Configuration consolidation
With structure in place, tool configuration deserves the same uniformity. See how
the
configuration files
guide keeps settings in predictable files; for example, consolidating Python
tooling via pyproject.toml where that fits your stack. Fewer surprises when
something breaks means less archaeology.
Pre-commit parity between laptop and CI
Treat .pre-commit-config.yaml as the canonical
definition of formatting and sanity checks before a commit lands. Locally you
run hooks with pre-commit; in CI you should run the same hook set from the
committed config (for example via pixi run pre-commit run --all-files, as we
document at the repo level in AGENTS.md), not a bespoke copy of the checks
that silently drifts. That way a green laptop and a green pipeline mean the same
thing.
CI/CD
carries automation beyond commits, still pinned to definitions you checked in.
Data access functions
The data catalog page shows how I replace scattered
loading code with centralized functions. One load_customer_data() becomes the
authoritative way to access that dataset across notebooks and scripts. When the
upstream path or format changes, you update one implementation instead of chasing
twenty copy-pasted snippets.
Repeatable paths for data and artifacts
Paths themselves deserve the same discipline as accessors. Prefer resolving the
project root in code (pyprojroot, pathlib) and documenting path-shaped
settings in .env with a checked-in .env.example, as in
environment variables for a project.
Pair that mindset with catalog functions so callers import behavior, not string
literals sprinkled through the tree. For where bytes actually live versus what
gets versioned in git,
choosing data formats
keeps storage and repo concerns from blurring together.

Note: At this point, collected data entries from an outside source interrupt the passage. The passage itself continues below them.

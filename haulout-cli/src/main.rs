//! haulout: harvest hackathon projects and mirror their repositories.
//!
//! # Usage
//!
//! ```text
//! haulout harvest [--pages N | --all] [--output FILE] [--keep-partial]
//!                 [--endpoint URL] [--collection ID]
//! haulout refs <INPUT> [--json]
//! haulout fork <INPUT> [--org ORG] [--no-sync] [--delay-secs N] [--report FILE]
//! haulout report [FILE] [--json]
//! ```
//!
//! `--config FILE` and `--verbose` are accepted by every subcommand. Logs go
//! to stderr; stdout carries only results.

mod commands;
mod shutdown;

use std::path::PathBuf;

use anyhow::{Context, Result};
use clap::{Args, Parser, Subcommand};

use commands::{fork::ForkArgs, harvest::HarvestArgs, refs::RefsArgs, report::ReportArgs};
use haulout_core::Config;

// ---------------------------------------------------------------------------
// CLI entry point
// ---------------------------------------------------------------------------

#[derive(Parser, Debug)]
#[command(
    name = "haulout",
    version,
    about = "Harvest a hackathon project listing and fork its repositories into an organization",
    long_about = None,
)]
struct Cli {
    #[command(flatten)]
    global: GlobalArgs,

    #[command(subcommand)]
    command: Commands,
}

/// Flags shared by every subcommand.
#[derive(Args, Debug, Clone, Default)]
pub struct GlobalArgs {
    /// YAML config file (default: ~/.haulout/config.yaml when present).
    #[arg(long, global = true, value_name = "FILE")]
    pub config: Option<PathBuf>,

    /// Debug-level logging (RUST_LOG takes precedence).
    #[arg(long, short, global = true)]
    pub verbose: bool,
}

impl GlobalArgs {
    /// Defaults, then the YAML file, then the environment.
    pub fn load_config(&self) -> Result<Config> {
        Config::load(self.config.as_deref()).context("failed to load configuration")
    }
}

#[derive(Subcommand, Debug)]
enum Commands {
    /// Walk the project listing and write every project to a JSON file.
    Harvest(HarvestArgs),

    /// List the GitHub repositories referenced by a harvest or URL list.
    Refs(RefsArgs),

    /// Fork (or sync) every referenced repository into the target org.
    Fork(ForkArgs),

    /// Summarize a saved fork report.
    Report(ReportArgs),
}

// ---------------------------------------------------------------------------
// Main
// ---------------------------------------------------------------------------

fn main() -> Result<()> {
    let cli = Cli::parse();
    init_tracing(cli.global.verbose);

    match cli.command {
        Commands::Harvest(args) => args.run(&cli.global),
        Commands::Refs(args) => args.run(),
        Commands::Fork(args) => args.run(&cli.global),
        Commands::Report(args) => args.run(),
    }
}

fn init_tracing(verbose: bool) {
    use tracing_subscriber::{fmt, EnvFilter};

    let default = if verbose { "debug" } else { "info" };
    let filter = EnvFilter::try_from_default_env().unwrap_or_else(|_| EnvFilter::new(default));
    let _ = fmt()
        .with_env_filter(filter)
        .with_target(false)
        .with_writer(std::io::stderr)
        .try_init();
}
//! JSON persistence for harvest output and fork ledgers.
//!
//! Write flow: serialize → `<file>.tmp` sibling → `rename`. The temporary
//! file lives in the same directory as the target so the rename never
//! crosses filesystems.

use std::path::{Path, PathBuf};

use serde::de::DeserializeOwned;
use serde::Serialize;

use crate::error::{io_err, json_err, CoreError};
use crate::types::{Item, Ledger};

/// Default ledger report file name.
pub const REPORT_FILE: &str = "fork_report.json";

/// Default harvest output file name.
pub const HARVEST_FILE: &str = "projects.json";

/// Atomically write `value` as pretty-printed JSON to `path`.
pub fn save_json<T: Serialize + ?Sized>(path: &Path, value: &T) -> Result<(), CoreError> {
    if let Some(parent) = path.parent().filter(|p| !p.as_os_str().is_empty()) {
        std::fs::create_dir_all(parent).map_err(|e| io_err(parent, e))?;
    }
    let tmp = tmp_path(path);
    let mut json = serde_json::to_string_pretty(value).map_err(|e| json_err(path, e))?;
    json.push('\n');
    std::fs::write(&tmp, json).map_err(|e| io_err(&tmp, e))?;
    std::fs::rename(&tmp, path).map_err(|e| io_err(path, e))?;
    Ok(())
}

/// Read and deserialize a JSON file.
pub fn load_json<T: DeserializeOwned>(path: &Path) -> Result<T, CoreError> {
    let contents = std::fs::read_to_string(path).map_err(|e| io_err(path, e))?;
    serde_json::from_str(&contents).map_err(|e| json_err(path, e))
}

pub fn save_ledger(path: &Path, ledger: &Ledger) -> Result<(), CoreError> {
    save_json(path, ledger)
}

pub fn load_ledger(path: &Path) -> Result<Ledger, CoreError> {
    load_json(path)
}

pub fn save_items(path: &Path, items: &[Item]) -> Result<(), CoreError> {
    save_json(path, items)
}

pub fn load_items(path: &Path) -> Result<Vec<Item>, CoreError> {
    load_json(path)
}

fn tmp_path(path: &Path) -> PathBuf {
    let name = path
        .file_name()
        .map(|n| n.to_string_lossy().into_owned())
        .unwrap_or_else(|| "report".to_string());
    path.with_file_name(format!("{name}.tmp"))
}
//! `haulout refs`: show the repositories a fork run would process.

use std::path::PathBuf;

use anyhow::Result;
use clap::Args;
use colored::Colorize;
use tabled::{settings::Style, Table, Tabled};

use super::load_repo_refs;

/// Arguments for `haulout refs`.
#[derive(Args, Debug)]
pub struct RefsArgs {
    /// Harvest JSON file or text file of repository URLs.
    pub input: PathBuf,

    /// Emit machine-readable JSON.
    #[arg(long)]
    pub json: bool,
}

#[derive(Tabled)]
struct RefRow {
    #[tabled(rename = "repository")]
    repository: String,
    #[tabled(rename = "project")]
    project: String,
}

impl RefsArgs {
    pub fn run(self) -> Result<()> {
        let refs = load_repo_refs(&self.input)?;
        if self.json {
            println!("{}", serde_json::to_string_pretty(&refs)?);
            return Ok(());
        }

        if refs.is_empty() {
            println!("{}", "no GitHub repositories found".yellow());
            return Ok(());
        }

        let rows: Vec<RefRow> = refs
            .iter()
            .map(|r| RefRow {
                repository: r.full_name(),
                project: r.project_name.clone().unwrap_or_else(|| "-".to_string()),
            })
            .collect();
        let mut table = Table::new(rows);
        table.with(Style::rounded());
        println!("{table}");
        println!("{} repositories", refs.len().to_string().bold());
        Ok(())
    }
}
//! Cursor-paginated listing harvester.
//!
//! ## Page loop
//!
//! 1. Request `limit=20` plus `after=<cursor>` once a cursor is known.
//! 2. Keep items whose id has not been seen this session, in page order.
//! 3. Stop on the first matching signal:
//!    - the page contributed no new items (even if the server claims more),
//!    - `hasNext` is false or the pagination block is missing,
//!    - no `nextCursor` was issued.
//! 4. Otherwise advance the cursor, report progress, pause, continue.
//!
//! A failed page (transport error, timeout, non-2xx, unreadable body) is
//! retried once with the exact same parameters after a cooldown. A second
//! failure aborts the harvest with [`HarvestError::PageFailed`].

use std::collections::HashSet;

use serde::Deserialize;
use serde_json::Value;

use haulout_core::{Cursor, Item, ItemId, ListingConfig, PAGE_SIZE};

use crate::error::{HarvestError, HttpError};
use crate::http::{HttpClient, Method};
use crate::pace::Pace;
use crate::progress::HarvestObserver;
use crate::retry::{retry, Attempt, RetryError, RetryPolicy, Wait};

/// Why a harvest ended without error.
#[derive(Debug, Clone, Copy, PartialEq, Eq)]
pub enum StopReason {
    /// A page contained only already-seen items (or none at all).
    NoNewItems,
    /// The server reported no further pages.
    NoMorePages,
    /// The server did not issue a continuation cursor.
    NoCursor,
    /// The page budget was used up.
    PageLimit,
}

impl std::fmt::Display for StopReason {
    fn fmt(&self, f: &mut std::fmt::Formatter<'_>) -> std::fmt::Result {
        let text = match self {
            StopReason::NoNewItems => "no new items",
            StopReason::NoMorePages => "no more pages",
            StopReason::NoCursor => "no continuation cursor",
            StopReason::PageLimit => "page limit reached",
        };
        f.write_str(text)
    }
}

/// A completed harvest.
#[derive(Debug, Clone, PartialEq)]
pub struct Harvest {
    /// Deduplicated items in discovery order.
    pub items: Vec<Item>,
    /// Page requests that returned a usable page.
    pub pages_fetched: usize,
    pub stop: StopReason,
}

/// One decoded listing page.
#[derive(Debug, Clone, PartialEq)]
struct Page {
    items: Vec<Item>,
    has_next: bool,
    next_cursor: Option<Cursor>,
}

#[derive(Debug, Deserialize)]
struct Envelope {
    #[serde(default)]
    data: Option<PageData>,
}

#[derive(Debug, Deserialize)]
struct PageData {
    #[serde(default)]
    items: Option<Vec<Value>>,
    #[serde(default)]
    pagination: Option<Pagination>,
}

#[derive(Debug, Deserialize)]
#[serde(rename_all = "camelCase")]
struct Pagination {
    #[serde(default)]
    next_cursor: Option<String>,
    #[serde(default)]
    has_next: Option<bool>,
}

/// Walks the listing endpoint described by a [`ListingConfig`].
#[derive(Debug)]
pub struct Harvester<'a> {
    client: HttpClient,
    listing: &'a ListingConfig,
    pace: Pace,
}

impl<'a> Harvester<'a> {
    /// `client` should already carry the listing credential and timeout.
    pub fn new(client: HttpClient, listing: &'a ListingConfig, pace: Pace) -> Self {
        Self {
            client,
            listing,
            pace,
        }
    }

    /// Harvest at most `page_limit` pages.
    pub fn harvest(
        &self,
        page_limit: usize,
        observer: &mut dyn HarvestObserver,
    ) -> Result<Harvest, HarvestError> {
        let mut seen: HashSet<ItemId> = HashSet::new();
        let mut items: Vec<Item> = Vec::new();
        let mut cursor: Option<Cursor> = None;
        let mut page_index = 0usize;
        let mut pages_fetched = 0usize;
        let policy = RetryPolicy::once_after(self.listing.retry_cooldown);

        let stop = loop {
            if page_index >= page_limit {
                break StopReason::PageLimit;
            }
            if self.pace.is_cancelled() {
                return Err(HarvestError::Cancelled { partial: items });
            }

            let page_number = page_index + 1;
            // Captured once so the retry re-sends exactly what failed.
            let params = self.page_params(cursor.as_ref());
            let fetched = retry(&policy, &self.pace, |attempt| match self.fetch_page(&params) {
                Ok(page) => Attempt::Done(page),
                Err(err) => {
                    tracing::warn!(
                        page = page_number,
                        attempt,
                        error = %err,
                        "page request failed"
                    );
                    Attempt::Retry {
                        wait: Wait::Fixed(self.listing.retry_cooldown),
                        failure: err,
                    }
                }
            });
            let page = match fetched {
                Ok(page) => page,
                Err(RetryError::Exhausted { last, .. }) => {
                    tracing::error!(page = page_number, error = %last, "aborting harvest");
                    return Err(HarvestError::PageFailed {
                        page: page_number,
                        source: last,
                        partial: items,
                    });
                }
                Err(RetryError::Cancelled { .. }) => {
                    return Err(HarvestError::Cancelled { partial: items });
                }
            };
            pages_fetched += 1;

            let before = items.len();
            let received = page.items.len();
            for item in page.items {
                if seen.insert(item.id.clone()) {
                    items.push(item);
                }
            }
            let fresh = items.len() - before;
            tracing::info!(
                page = page_number,
                new = fresh,
                duplicates = received - fresh,
                total = items.len(),
                has_next = page.has_next,
                "fetched page"
            );

            if fresh == 0 {
                break StopReason::NoNewItems;
            }
            if !page.has_next {
                break StopReason::NoMorePages;
            }
            let Some(next) = page.next_cursor else {
                break StopReason::NoCursor;
            };

            cursor = Some(next);
            page_index += 1;
            observer.page_done(page_index, items.len());

            if page_index < page_limit && !self.pace.sleep(self.listing.page_delay) {
                return Err(HarvestError::Cancelled { partial: items });
            }
        };

        tracing::info!(
            items = items.len(),
            pages = pages_fetched,
            reason = %stop,
            "harvest finished"
        );
        Ok(Harvest {
            items,
            pages_fetched,
            stop,
        })
    }

    fn page_params(&self, cursor: Option<&Cursor>) -> Vec<(String, String)> {
        let mut params = vec![
            ("hackathonId".to_string(), self.listing.collection_id.clone()),
            ("limit".to_string(), PAGE_SIZE.to_string()),
        ];
        if let Some(cursor) = cursor {
            params.push(("after".to_string(), cursor.0.clone()));
        }
        params
    }

    fn fetch_page(&self, params: &[(String, String)]) -> Result<Page, HttpError> {
        let url = &self.listing.endpoint;
        let response = self.client.send(Method::Get, url, params, None)?;
        if !response.is_success() {
            return Err(HttpError::Status {
                url: url.clone(),
                status: response.status,
                body: response.body_snippet(200),
            });
        }
        decode_page(url, &response.body)
    }
}

fn decode_page(url: &str, body: &str) -> Result<Page, HttpError> {
    let envelope: Envelope = serde_json::from_str(body).map_err(|e| HttpError::Decode {
        url: url.to_string(),
        message: e.to_string(),
    })?;
    let Some(data) = envelope.data else {
        return Ok(Page {
            items: Vec::new(),
            has_next: false,
            next_cursor: None,
        });
    };

    let mut items = Vec::new();
    for raw in data.items.unwrap_or_default() {
        match Item::from_value(raw) {
            Some(item) => items.push(item),
            None => tracing::warn!(url, "skipping listing entry without a usable id"),
        }
    }

    let (has_next, next_cursor) = match data.pagination {
        Some(p) => (
            p.has_next.unwrap_or(false),
            p.next_cursor.filter(|c| !c.is_empty()).map(Cursor),
        ),
        None => (false, None),
    };

    Ok(Page {
        items,
        has_next,
        next_cursor,
    })
}

#[cfg(test)]
mod tests {
    use std::time::Duration;

    use serde_json::json;

    use super::*;
    use crate::http::Response;
    use crate::pace::CancelToken;
    use crate::testing::{RecordingSleeper, ScriptedTransport};

    const ENDPOINT: &str = "https://listing.test/api/projects";

    fn listing() -> ListingConfig {
        ListingConfig {
            endpoint: ENDPOINT.to_string(),
            collection_id: "hack-1".to_string(),
            page_delay: Duration::from_millis(500),
            retry_cooldown: Duration::from_secs(3),
            ..ListingConfig::default()
        }
    }

    fn page(ids: &[&str], has_next: bool, cursor: Option<&str>) -> Response {
        let items: Vec<_> = ids.iter().map(|id| json!({"id": id, "track": "AI"})).collect();
        Response::new(
            200,
            json!({
                "success": true,
                "data": {
                    "items": items,
                    "pagination": {"nextCursor": cursor, "hasNext": has_next}
                }
            })
            .to_string(),
        )
    }

    fn ids(items: &[Item]) -> Vec<String> {
        items.iter().map(|i| i.id.0.clone()).collect()
    }

    #[test]
    fn decode_tolerates_missing_pagination_and_data() {
        let page = decode_page(ENDPOINT, r#"{"data":{"items":[{"id":"a"}]}}"#).expect("page");
        assert_eq!(page.items.len(), 1);
        assert!(!page.has_next);
        assert!(page.next_cursor.is_none());

        let page = decode_page(ENDPOINT, r#"{"success":false}"#).expect("page");
        assert!(page.items.is_empty());
        assert!(!page.has_next);
    }

    #[test]
    fn decode_skips_entries_without_ids_and_empty_cursor() {
        let body = concat!(
            r#"{"data":{"items":[{"id":"a"},{"name":"x"},null],"#,
            r#""pagination":{"nextCursor":"","hasNext":true}}}"#,
        );
        let page = decode_page(ENDPOINT, body).expect("page");
        assert_eq!(ids(&page.items), vec!["a"]);
        assert!(page.has_next);
        assert!(page.next_cursor.is_none());
    }

    #[test]
    fn decode_rejects_non_json() {
        let err = decode_page(ENDPOINT, "<html>").unwrap_err();
        assert!(matches!(err, HttpError::Decode { .. }));
    }

    #[test]
    fn cursor_is_sent_as_after_and_courtesy_pause_between_pages() {
        let transport = ScriptedTransport::new();
        transport.push(Method::Get, ENDPOINT, Ok(page(&["a"], true, Some("c1"))));
        transport.push(Method::Get, ENDPOINT, Ok(page(&["b"], false, None)));
        let sleeper = RecordingSleeper::new();
        let listing = listing();
        let harvester = Harvester::new(
            HttpClient::new(transport.shared(), "ua", Duration::from_secs(30)),
            &listing,
            Pace::new(sleeper.shared(), CancelToken::new()),
        );

        let mut progress = Vec::new();
        let harvest = harvester
            .harvest(10, &mut |page: usize, total: usize| progress.push((page, total)))
            .expect("harvest");

        assert_eq!(ids(&harvest.items), vec!["a", "b"]);
        assert_eq!(harvest.stop, StopReason::NoMorePages);
        assert_eq!(progress, vec![(1, 1)]);
        assert_eq!(sleeper.waits(), vec![Duration::from_millis(500)]);

        let sent = transport.requests();
        assert_eq!(sent[0].query_param("after"), None);
        assert_eq!(sent[0].query_param("limit"), Some("20"));
        assert_eq!(sent[0].query_param("hackathonId"), Some("hack-1"));
        assert_eq!(sent[1].query_param("after"), Some("c1"));
    }

    #[test]
    fn retry_resends_identical_parameters_after_cooldown() {
        let transport = ScriptedTransport::new();
        transport.push(Method::Get, ENDPOINT, Ok(page(&["a"], true, Some("c1"))));
        transport.push(Method::Get, ENDPOINT, Ok(Response::new(502, "bad gateway")));
        transport.push(Method::Get, ENDPOINT, Ok(page(&["b"], false, None)));
        let sleeper = RecordingSleeper::new();
        let listing = listing();
        let harvester = Harvester::new(
            HttpClient::new(transport.shared(), "ua", Duration::from_secs(30)),
            &listing,
            Pace::new(sleeper.shared(), CancelToken::new()),
        );

        let harvest = harvester.harvest(10, &mut crate::progress::Silent).expect("harvest");
        assert_eq!(ids(&harvest.items), vec!["a", "b"]);
        assert_eq!(harvest.pages_fetched, 2);

        let sent = transport.requests();
        assert_eq!(sent.len(), 3);
        assert_eq!(sent[1].query, sent[2].query);
        assert_eq!(
            sleeper.waits(),
            vec![Duration::from_millis(500), Duration::from_secs(3)]
        );
    }

    #[test]
    fn second_failure_aborts_with_partial_items() {
        let transport = ScriptedTransport::new();
        transport.push(Method::Get, ENDPOINT, Ok(page(&["a", "b"], true, Some("c1"))));
        transport.push(
            Method::Get,
            ENDPOINT,
            Err(HttpError::Timeout { url: ENDPOINT.into() }),
        );
        transport.push(Method::Get, ENDPOINT, Ok(Response::new(500, "oops")));
        let sleeper = RecordingSleeper::new();
        let listing = listing();
        let harvester = Harvester::new(
            HttpClient::new(transport.shared(), "ua", Duration::from_secs(30)),
            &listing,
            Pace::new(sleeper.shared(), CancelToken::new()),
        );

        let err = harvester.harvest(10, &mut crate::progress::Silent).unwrap_err();
        match &err {
            HarvestError::PageFailed { page, source, partial } => {
                assert_eq!(*page, 2);
                assert!(matches!(source, HttpError::Status { status: 500, .. }));
                assert_eq!(ids(partial), vec!["a", "b"]);
            }
            other => panic!("expected page failure, got {other:?}"),
        }
        assert_eq!(transport.requests().len(), 3);
    }

    #[test]
    fn cancellation_during_page_pause_returns_partial() {
        let transport = ScriptedTransport::new();
        transport.push(Method::Get, ENDPOINT, Ok(page(&["a"], true, Some("c1"))));
        let sleeper = RecordingSleeper::new().cancel_on(1);
        let listing = listing();
        let harvester = Harvester::new(
            HttpClient::new(transport.shared(), "ua", Duration::from_secs(30)),
            &listing,
            Pace::new(sleeper.shared(), CancelToken::new()),
        );

        let err = harvester.harvest(10, &mut crate::progress::Silent).unwrap_err();
        assert!(matches!(err, HarvestError::Cancelled { .. }));
        assert_eq!(ids(err.partial()), vec!["a"]);
        assert_eq!(transport.requests().len(), 1);
    }

    #[test]
    fn zero_page_limit_issues_no_requests() {
        let transport = ScriptedTransport::new();
        let listing = listing();
        let harvester = Harvester::new(
            HttpClient::new(transport.shared(), "ua", Duration::from_secs(30)),
            &listing,
            Pace::new(RecordingSleeper::new().shared(), CancelToken::new()),
        );
        let harvest = harvester.harvest(0, &mut crate::progress::Silent).expect("harvest");
        assert!(harvest.items.is_empty());
        assert_eq!(harvest.stop, StopReason::PageLimit);
        assert!(transport.requests().is_empty());
    }
}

Environment variable management
Once you stop hard-coding filesystem guesses, secrets and toggles remain the next
easy place for drift.
The environment variables walkthrough keeps one .env
(and a template collaborators can mirror) aligned with loaders such as
python-dotenv, so you quit asking which incarnation of DATABASE_URL attached
to the shell you spawned.
Dotfiles as central configuration
Across machines your dotfiles become one more shared truth: baseline shell defaults that follow you wherever you clone. That is not about erasing personality; it is about making repeatable behavior ordinary.
The payoff stays simple: wherever you reach for an answer, authoritative code, paths, tooling, secrets, automation, shell defaults, even agent etiquette, already points at a single deliberate owner.